● **GOAL OF THE EXERCISE**: Beginning with the line that mentions "self.node().depth", reproduce every line through the last line of the entries, exactly, and only those.

● **THE RECORDS**:
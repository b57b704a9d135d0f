//! The tree store and its borrowed node view.

use std::collections::HashMap;
use std::fmt;

use safe_bump::Idx;

use crate::arena::NodeArena;
use crate::config::TreeConfig;
use crate::error::TreeError;
use crate::iter::{Ancestors, Iter};
use crate::node::Node;
use crate::ops::build::{Linked, link_records};
use crate::record::Record;
use crate::store::NodeStore;

/// Validated, immutable tree built from a flat list of records.
///
/// Built once by [`new`](Self::new) and then queried read-only: no method
/// takes `&mut self`, so the index, child lists and root never change after
/// construction. A built store is `Sync` whenever `R` and `R::Id` are, so it can be
/// shared between threads for reads without locking.
pub struct TreeStore<R: Record, S = NodeArena<R>> {
    store: S,
    index: HashMap<R::Id, Idx<Node<R>>>,
    order: Vec<Idx<Node<R>>>,
    root: Idx<Node<R>>,
}

// ---------------------------------------------------------------------------
// Construction
// ---------------------------------------------------------------------------

impl<R: Record> TreeStore<R> {
    /// Builds a store from `records` with the default depth limit.
    ///
    /// # Errors
    ///
    /// Returns the first validation failure in input order; see
    /// [`with_store`](Self::with_store).
    pub fn new(records: impl IntoIterator<Item = R>) -> Result<Self, TreeError<R::Id>> {
        Self::with_config(records, TreeConfig::default())
    }

    /// Builds a store from `records` with explicit settings.
    ///
    /// # Errors
    ///
    /// Returns the first validation failure in input order; see
    /// [`with_store`](Self::with_store).
    pub fn with_config(
        records: impl IntoIterator<Item = R>,
        config: TreeConfig,
    ) -> Result<Self, TreeError<R::Id>> {
        Self::with_store(NodeArena::new(), records, config)
    }
}

impl<R: Record, S: NodeStore<R>> TreeStore<R, S> {
    /// Builds a store in the given backend.
    ///
    /// Records are processed once, left to right. For each record the checks
    /// run in this order and the first failure aborts the build:
    ///
    /// 1. parent equals own id: [`TreeError::SelfLink`]
    /// 2. second root: [`TreeError::MultipleRoots`]
    /// 3. id seen before: [`TreeError::DuplicateId`]
    /// 4. parent not seen before: [`TreeError::UnresolvedParent`]
    /// 5. ancestor chain longer than `config.max_depth`:
    ///    [`TreeError::MaxDepthExceeded`]
    ///
    /// # Errors
    ///
    /// Any of the above, or [`TreeError::EmptyTree`] if `records` is empty.
    pub fn with_store(
        mut store: S,
        records: impl IntoIterator<Item = R>,
        config: TreeConfig,
    ) -> Result<Self, TreeError<R::Id>> {
        let Linked { index, order, root } = link_records(&mut store, records, config)?;
        Ok(Self {
            store,
            index,
            order,
            root,
        })
    }
}

// ---------------------------------------------------------------------------
// Queries
// ---------------------------------------------------------------------------

impl<R: Record, S: NodeStore<R>> TreeStore<R, S> {
    /// Returns the root record.
    #[must_use]
    pub fn root(&self) -> &R {
        &self.store.get_node(self.root).record
    }

    /// Returns the number of records.
    #[must_use]
    pub const fn len(&self) -> usize {
        self.order.len()
    }

    /// Returns `true` if the store holds no records. Never the case for a
    /// successfully built store.
    #[must_use]
    pub const fn is_empty(&self) -> bool {
        self.order.is_empty()
    }

    /// Returns `true` if a record with `id` exists.
    #[must_use]
    pub fn contains(&self, id: &R::Id) -> bool {
        self.index.contains_key(id)
    }

    /// Returns an iterator over all records in input order.
    #[must_use]
    pub fn iter(&self) -> Iter<'_, R, S> {
        Iter::new(&self.store, &self.order)
    }

    /// Returns all records in input order.
    #[must_use]
    pub fn get_all(&self) -> Vec<&R> {
        self.iter().collect()
    }

    /// Returns a view of the node holding `id`.
    ///
    /// # Errors
    ///
    /// [`TreeError::NotFound`] if no record has this id.
    pub fn node(&self, id: &R::Id) -> Result<NodeRef<'_, R, S>, TreeError<R::Id>> {
        self.index
            .get(id)
            .map(|&idx| NodeRef {
                store: &self.store,
                idx,
            })
            .ok_or_else(|| TreeError::NotFound(id.clone()))
    }

    /// Returns the record with `id`.
    ///
    /// # Errors
    ///
    /// [`TreeError::NotFound`] if no record has this id.
    pub fn get_item(&self, id: &R::Id) -> Result<&R, TreeError<R::Id>> {
        self.node(id).map(|node| node.record())
    }

    /// Returns the parent record of `id`, `None` for the root.
    ///
    /// # Errors
    ///
    /// [`TreeError::NotFound`] if no record has this id.
    pub fn get_parent(&self, id: &R::Id) -> Result<Option<&R>, TreeError<R::Id>> {
        self.node(id).map(|node| node.parent())
    }

    /// Returns the direct children of `id` in first-seen order.
    ///
    /// # Errors
    ///
    /// [`TreeError::NotFound`] if no record has this id.
    pub fn get_children(&self, id: &R::Id) -> Result<Vec<&R>, TreeError<R::Id>> {
        self.node(id).map(|node| node.children().collect())
    }

    /// Returns the ancestors of `id`, nearest first, ending with the root.
    /// Empty for the root itself.
    ///
    /// # Errors
    ///
    /// [`TreeError::NotFound`] if no record has this id.
    pub fn get_all_parents(&self, id: &R::Id) -> Result<Vec<&R>, TreeError<R::Id>> {
        self.node(id).map(|node| node.parents())
    }
}

impl<R: Record, S: NodeStore<R>> fmt::Debug for TreeStore<R, S> {
    fn fmt(&self, f: &mut fmt::Formatter<'_>) -> fmt::Result {
        f.debug_struct("TreeStore")
            .field("len", &self.order.len())
            .field("root", self.root().id())
            .finish_non_exhaustive()
    }
}

impl<'a, R: Record, S: NodeStore<R>> IntoIterator for &'a TreeStore<R, S> {
    type Item = &'a R;
    type IntoIter = Iter<'a, R, S>;

    fn into_iter(self) -> Iter<'a, R, S> {
        self.iter()
    }
}

// ---------------------------------------------------------------------------
// NodeRef
// ---------------------------------------------------------------------------

/// Borrowed view of one node in a [`TreeStore`].
pub struct NodeRef<'a, R, S> {
    store: &'a S,
    idx: Idx<Node<R>>,
}

impl<'a, R: Record + 'a, S: NodeStore<R>> NodeRef<'a, R, S> {
    fn node(&self) -> &'a Node<R> {
        let store = self.store;
        store.get_node(self.idx)
    }

    /// Returns the record, exactly as it was passed in.
    #[must_use]
    pub fn record(&self) -> &'a R {
        &self.node().record
    }

    /// Returns the record's id.
    #[must_use]
    pub fn id(&self) -> &'a R::Id {
        self.record().id()
    }

    /// Returns `true` for the root node.
    #[must_use]
    pub fn is_root(&self) -> bool {
        self.node().is_root()
    }

    /// Returns the number of ancestors.
    #[must_use]
    pub fn depth(&self) -> usize {
        self.node().depth
    }

    /// Returns the parent's view, `None` for the root.
    #[must_use]
    pub fn parent_node(&self) -> Option<Self> {
        self.node().parent.map(|idx| Self {
            store: self.store,
            idx,
        })
    }

    /// Returns the parent record, `None` for the root.
    #[must_use]
    pub fn parent(&self) -> Option<&'a R> {
        self.parent_node().map(|parent| parent.record())
    }

    /// Returns a lazy walk over the ancestors, nearest first.
    #[must_use]
    pub fn ancestors(&self) -> Ancestors<'a, R, S> {
        Ancestors::new(self.store, self.node().parent)
    }

    /// Returns all ancestors, nearest first, ending with the root.
    #[must_use]
    pub fn parents(&self) -> Vec<&'a R> {
        self.ancestors().collect()
    }

    /// Returns the direct children in first-seen order.
    #[must_use]
    pub fn children(&self) -> Iter<'a, R, S> {
        let store = self.store;
        Iter::new(store, store.children(self.idx))
    }
}

// Manual impls: NodeRef holds a reference and an index, no R or S data.

impl<R, S> Clone for NodeRef<'_, R, S> {
    fn clone(&self) -> Self {
        *self
    }
}

impl<R, S> Copy for NodeRef<'_, R, S> {}

impl<'a, R: Record + fmt::Debug + 'a, S: NodeStore<R>> fmt::Debug for NodeRef<'a, R, S> {
    fn fmt(&self, f: &mut fmt::Formatter<'_>) -> fmt::Result {
        f.debug_struct("NodeRef")
            .field("record", self.record())
            .field("depth", &self.depth())
            .finish()
    }
}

● **WRITTEN SOLUTION**:
        self.node().depth
    }

    /// Returns the parent's view, `None` for the root.
    #[must_use]
    pub fn parent_node(&self) -> Option<Self> {
        self.node().parent.map(|idx| Self {
            store: self.store,
            idx,
        })
    }

    /// Returns the parent record, `None` for the root.
    #[must_use]
    pub fn parent(&self) -> Option<&'a R> {
        self.parent_node().map(|parent| parent.record())
    }

    /// Returns a lazy walk over the ancestors, nearest first.
    #[must_use]
    pub fn ancestors(&self) -> Ancestors<'a, R, S> {
        Ancestors::new(self.store, self.node().parent)
    }

    /// Returns all ancestors, nearest first, ending with the root.
    #[must_use]
    pub fn parents(&self) -> Vec<&'a R> {
        self.ancestors().collect()
    }

    /// Returns the direct children in first-seen order.
    #[must_use]
    pub fn children(&self) -> Iter<'a, R, S> {
        let store = self.store;
        Iter::new(store, store.children(self.idx))
    }
}

// Manual impls: NodeRef holds a reference and an index, no R or S data.

impl<R, S> Clone for NodeRef<'_, R, S> {
    fn clone(&self) -> Self {
        *self
    }
}

impl<R, S> Copy for NodeRef<'_, R, S> {}

impl<'a, R: Record + fmt::Debug + 'a, S: NodeStore<R>> fmt::Debug for NodeRef<'a, R, S> {
    fn fmt(&self, f: &mut fmt::Formatter<'_>) -> fmt::Result {
        f.debug_struct("NodeRef")
            .field("record", self.record())
            .field("depth", &self.depth())
            .finish()
    }
}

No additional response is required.